By Ben Thompson
Business reporter, BBC World, Dubai
Dubai can be both glamorous and confusing for expats
Dubai is the expat dream. Year-round sunshine, sandy beaches and a tax-free lifestyle to boot.
Every year, thousands of people come here to seek adventure, to start a new life or to find a new job.
For some of them, the dream destination quickly turns into a nightmare as they inadvertently find themselves on the wrong side of the law, which has been laid down by the ruling Maktoum family of Dubai and is based on Sharia.
In the rush to start a new life in the sun, many - especially expats from Western countries - overlook the local laws that could land them a heavy fine, or worse; a deportation order.
In some cases, breaking those laws can even lead to lengthy prison sentences.

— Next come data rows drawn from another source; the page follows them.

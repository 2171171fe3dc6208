use thiserror::Error;

use crate::Tier;

#[derive(Debug, Error)]
pub enum GenError {
    #[error("tier {tier}: {rows} rows requested, at most {max} allowed")]
    RowCount { tier: Tier, rows: usize, max: usize },

    #[error("unknown tier {0:?} (expected no_pii, light_pii or heavy_pii)")]
    UnknownTier(String),

    #[error(transparent)]
    Core(#[from] dlp_core::CoreError),
}

pub type GenResult<T> = Result<T, GenError>;
//! Run configuration: `dlp-fixtures.toml` < CLI flags.

use std::path::{Path, PathBuf};

use anyhow::{Context, Result};
use clap::Parser;
use serde::Deserialize;

use dlp_gen::{GenConfig, Tier};

/// Config file read when `--config` is not given.  Its absence is not an error.
pub const DEFAULT_CONFIG: &str = "dlp-fixtures.toml";

// ── Config file (TOML) ────────────────────────────────────────────────────────

#[derive(Debug, Default, Deserialize)]
#[serde(deny_unknown_fields)]
pub struct FileConfig {
    pub out:            Option<PathBuf>,
    pub seed:           Option<u64>,
    pub rows_no_pii:    Option<usize>,
    pub rows_light_pii: Option<usize>,
    pub rows_heavy_pii: Option<usize>,
    pub tiers:          Option<Vec<Tier>>,
    pub xlsx:           Option<bool>,
    pub docx:           Option<bool>,
    pub stamp:          Option<bool>,
}

impl FileConfig {
    pub fn load(path: &Path) -> Result<Self> {
        let content = std::fs::read_to_string(path)
            .with_context(|| format!("cannot read config {}", path.display()))?;
        toml::from_str(&content).with_context(|| format!("bad config {}", path.display()))
    }
}

// ── CLI args ──────────────────────────────────────────────────────────────────

#[derive(Parser, Debug, Default)]
#[command(name = "dlp-fixtures", about = "Generate fake PII fixture files for DLP testing")]
pub struct Cli {
    /// Path to a TOML config file (default: ./dlp-fixtures.toml if present)
    #[arg(long, env = "DLP_FIXTURES_CONFIG")]
    pub config: Option<PathBuf>,

    /// Output root; each tier gets its own sub-directory
    #[arg(long)]
    pub out: Option<PathBuf>,

    /// Seed for the fake-data RNG
    #[arg(long)]
    pub seed: Option<u64>,

    /// Rows in the no-PII tier
    #[arg(long)]
    pub rows_no_pii: Option<usize>,

    /// Rows in the light-PII tier
    #[arg(long)]
    pub rows_light_pii: Option<usize>,

    /// Rows in the heavy-PII tier
    #[arg(long)]
    pub rows_heavy_pii: Option<usize>,

    /// Only generate these tiers (no_pii, light_pii, heavy_pii); repeatable
    #[arg(long = "tier")]
    pub tiers: Vec<Tier>,

    /// Skip the spreadsheet writer and leave a README_XLSX.txt instead
    #[arg(long)]
    pub no_xlsx: bool,

    /// Skip the document writer and leave a README_DOCX.txt instead
    #[arg(long)]
    pub no_docx: bool,

    /// Use bare tier names instead of timestamped file names
    #[arg(long)]
    pub no_stamp: bool,
}

// ── Effective (merged config) ─────────────────────────────────────────────────

/// Final settings after merging the config file under the CLI flags.
#[derive(Debug, Clone, PartialEq, Eq)]
pub struct Effective {
    pub out:        PathBuf,
    pub generation: GenConfig,
    pub tiers:      Vec<Tier>,
    pub xlsx:       bool,
    pub docx:       bool,
    pub stamp:      bool,
}

impl Effective {
    pub fn new(cli: &Cli) -> Result<Self> {
        let file = match &cli.config {
            Some(path) => FileConfig::load(path)?,
            None if Path::new(DEFAULT_CONFIG).exists() => FileConfig::load(Path::new(DEFAULT_CONFIG))?,
            None => FileConfig::default(),
        };
        Ok(Self::merge(cli, file))
    }

    pub fn merge(cli: &Cli, file: FileConfig) -> Self {
        let defaults = GenConfig::default();
        let generation = GenConfig {
            seed:           cli.seed.or(file.seed).unwrap_or(defaults.seed),
            rows_no_pii:    cli.rows_no_pii.or(file.rows_no_pii).unwrap_or(defaults.rows_no_pii),
            rows_light_pii: cli.rows_light_pii.or(file.rows_light_pii).unwrap_or(defaults.rows_light_pii),
            rows_heavy_pii: cli.rows_heavy_pii.or(file.rows_heavy_pii).unwrap_or(defaults.rows_heavy_pii),
        };

        let mut tiers = if cli.tiers.is_empty() {
            file.tiers.unwrap_or_else(|| Tier::ALL.to_vec())
        } else {
            cli.tiers.clone()
        };
        let mut seen = Vec::with_capacity(tiers.len());
        tiers.retain(|t| {
            let first = !seen.contains(t);
            seen.push(*t);
            first
        });

        Effective {
            out: cli.out.clone().or(file.out).unwrap_or_else(|| PathBuf::from("output")),
            generation,
            tiers,
            xlsx: !cli.no_xlsx && file.xlsx.unwrap_or(true),
            docx: !cli.no_docx && file.docx.unwrap_or(true),
            stamp: !cli.no_stamp && file.stamp.unwrap_or(true),
        }
    }
}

This fact has become widespread knowledge around the world after British expat Michelle Palmer was charged with indecent behaviour in a public place, as well as alcohol related charges, following an alleged affair with fellow Brit, Vince Acors. She has yet to be sentenced.
Dubai’s hardline stance on drugs has also generated its fair share of international headlines in recent years, including high profile cases of visitors jailed for carrying prescription medicines.
Illegal drugs that would carry little more than a warning in the West can lead to prison sentences of up to six years. In the last 12 months, 64 British nationals have been arrested in the UAE for drugs offences.
And yet, many Western expats here choose to compare Dubai with its neighbours, where laws are often perceived as stricter.
Dubai knows that without the influx of expats, it would not have transformed itself from a sleepy fishing village just 30 years ago, into the global financial and tourist powerhouse it is today.
Expats now make up more than 80% of Dubai's population, so in the past the authorities have often deliberately tolerated much of their behaviour - in some cases even when such behaviour is in breach of Dubai's laws.
It is common for expats to be let off with a warning for some offences. For instance, it is not uncommon for a policeman to take a drunk driver home, instead of locking him up.
But for expats and visitors from Western countries who are not used to visiting Islamic countries, it is still worth remembering that much of what is acceptable at home could well be a punishable offence in Dubai, and that some of those offences carry heavy penalities.
Being drunk in public, swearing or making rude gestures – especially whilst driving - and public shows of affection - such as kissing, are all offences. It is illegal to live with someone of the opposite sex for those not married, and homosexuality is a crime here.
Obviously, much of this still goes on. And in many ways the authorities choose to ignore such behaviour a lot of the time. However, clamping down on what it deems the most offensive breaches of the law only serves to create a sort of legal limbo where nobody is clear about exactly what is and what is not acceptable.
Companies that recruit expats from overseas are calling for more information from the authorities.
"There's just not enough advice for new expats coming here," says recruitment manager Simon Rogers-Bedelle, "so people rely on blogs, online forums, word of mouth and the Dubai urban myths that you get told by the taxi drivers when you arrive."
Indeed, in cases where illegal behaviour does end up in court it is not a useful defence to plead ignorance, observes local lawyer Obaid Busit.
"Saying you don't know about the law is not an excuse," he says. "The law will not accept it. If you've been acting inappropriately in a common place or a public place, whether you're in Hyde Park or on Jumeirah Beach, I think you will face the same consequences."
Indeed, sometimes what is illegal in Dubai is also illegal in many Western countries, though the enforcement and penalties can be much more severe here.
So to prevent new recruits falling foul of the law, more and more firms here are sending their staff on "cultural awareness courses" - or lectures given by Emiratis – explaining local customs and cultures.
They are increasingly popular as firms look to avoid the negative publicity of having their staff caught up in lengthy and, at best, potentially embarassing court-case.
But according to one of the trainers, Dr Alromaithy, the courses are not about providing a list of what is right and wrong.
Rather, they are about understanding more about the country and culture they are working in.
"Business people go along [wanting] easy answers and they just come and they say 'tell me, the dos and don'ts'," says Dr Alromaithy.
"But all these dos and don'ts are based on looking at the external perceptions of culture.
"You can't tell the expat 'you can't do this, you can't do that'," he reasons.
"It's about understanding each other."